Published September 3, 2025
Courts wrestle with religious accommodation disputes, including suit over preferred names
In a changing religious liberty landscape, even a half-dozen years may not be enough to resolve claims for religious accommodation from federal rules and employer policies.
In August, the 7th U.S. Circuit Court of Appeals resurrected a closely watched and long-running religious accommodation lawsuit called Kluge v. Brownsburg, deciding it needs more fact-finding.

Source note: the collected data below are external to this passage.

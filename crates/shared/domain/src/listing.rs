//! Listing domain entity.

use chrono::{DateTime, Utc};
use serde::{Deserialize, Serialize};
use validator::Validate;

/// A user's offer of one skill.
#[derive(Debug, Clone, PartialEq, Eq, Serialize, Deserialize)]
pub struct Listing {
    pub id: i32,
    /// Owner
    pub user_id: i32,
    pub skill_id: i32,
    pub title: String,
    pub description: Option<String>,
    pub created_at: DateTime<Utc>,
}

/// Listing creation input.
#[derive(Debug, Clone, Deserialize, Validate)]
pub struct NewListing {
    pub user_id: i32,
    pub skill_id: i32,

    #[validate(length(min = 1, max = 255, message = "Title must be 1-255 characters"))]
    pub title: String,

    #[validate(length(max = 500, message = "Description must be at most 500 characters"))]
    pub description: Option<String>,
}

/// Partial listing update. The owner cannot change.
#[derive(Debug, Clone, Default, Deserialize, Validate)]
pub struct ListingChanges {
    pub skill_id: Option<i32>,

    #[validate(length(min = 1, max = 255, message = "Title must be 1-255 characters"))]
    pub title: Option<String>,

    #[validate(length(max = 500, message = "Description must be at most 500 characters"))]
    pub description: Option<Option<String>>,
}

The case involves a music teacher – John Kluge — who objected to the Brownsburg school district’s requirement that he refer to students using the first names in the school’s database, including of transgender students who had their names changed in the database. Initially, Kluge reached an accommodation agreement with the school that allowed him to use students’ last names, but it led to complaints that transgender students in his class felt insulted, disrespected, isolated and targeted. He was eventually dismissed.
Back in 2023, the appeals court ruled in favor of the school district, rejecting the claim that Kluge’s dismissal violated his religious liberty rights.
Now, by a 2-1 vote, the appeals court held that the lower court erred by deciding in favor of the school district – instead, this new ruling says, the lower court should have conducted a factual inquiry into whether the school district would suffer undue hardship if they provided the accommodation allowing Kluge to refer to students by their last names.
The earlier 2023 decision was prior to the U.S. Supreme Court revising the “undue hardship” standard in a 2023 ruling, Groff v. DeJoy. The appeals court now says that, under the Groff standard, the emotional harms suffered by students and the disruption to the learning environment may not be enough to invalidate the last-name-only accommodation requested by Kluge, and more fact-finding is necessary.
Here is an excerpt from the opinion:
[T]here is insufficient evidence to conclude that calling students by their last names, without more, would inflict emotional harm on a reasonable person. Thus, even assuming [the transgender students who testified] subjectively felt emotional harm from Kluge’s actions, those feelings do not rise to the level of an undue hardship on Brownsburg’s purported mission to create a safe and inclusive learning environment for students. The school also claims the last-name-only accommodation “disrupted the learning environment.” If true, we have little doubt that a significant disruption to students’ learning is an undue hardship on a school’s business. But whether that significant disruption existed is disputed.
The case now returns to the trial court to resolve factual disputes regarding the undue hardship issue, as well as the question of the sincerity of the teacher’s religious claims.
In other religious accommodation news, the 5th U.S. Circuit Court of Appeals reopened a religious discrimination suit regarding a vaccine mandate, also returning it to the trial court. Wright v. Honeywell International, Inc. was brought by a Honeywell employee who refused to comply with the company’s COVID-19 vaccine mandate. The trial court first dismissed the claims on the grounds that they were not based on sincere religious beliefs, but the appeals court disagreed. “’Bona fide religious beliefs,” the court held, “include ‘moral or ethical beliefs as to what is right and wrong which are sincerely held with the strength of traditional religious views.’”
Last, there is a case back in the courts about covering contraception in health care plans. A federal district court in Pennsylvania invalidated two rules promulgated during the first Trump administration broadening the definition of employers entitled to an accommodation that allows them to opt out of providing contraceptive coverage in health care plans if they have religious or moral objections to it. The rule was “arbitrary and capricious,” the court held, and thus failed to conform to the Administrative Procedures Act.
The defendants – which include the Little Sisters of the Poor — announced they will appeal to the 3rd U.S. Circuit Court of Appeals.
Little Sisters of the Poor will sound familiar to many readers – a religious nonprofit organization that provides health care to employees, it was one of the groups challenging the religious exemption provided to them in the Affordable Care Act’s contraceptive mandate. Their case was consolidated with others as Zubik v. Burwell and made its way to the U.S. Supreme Court.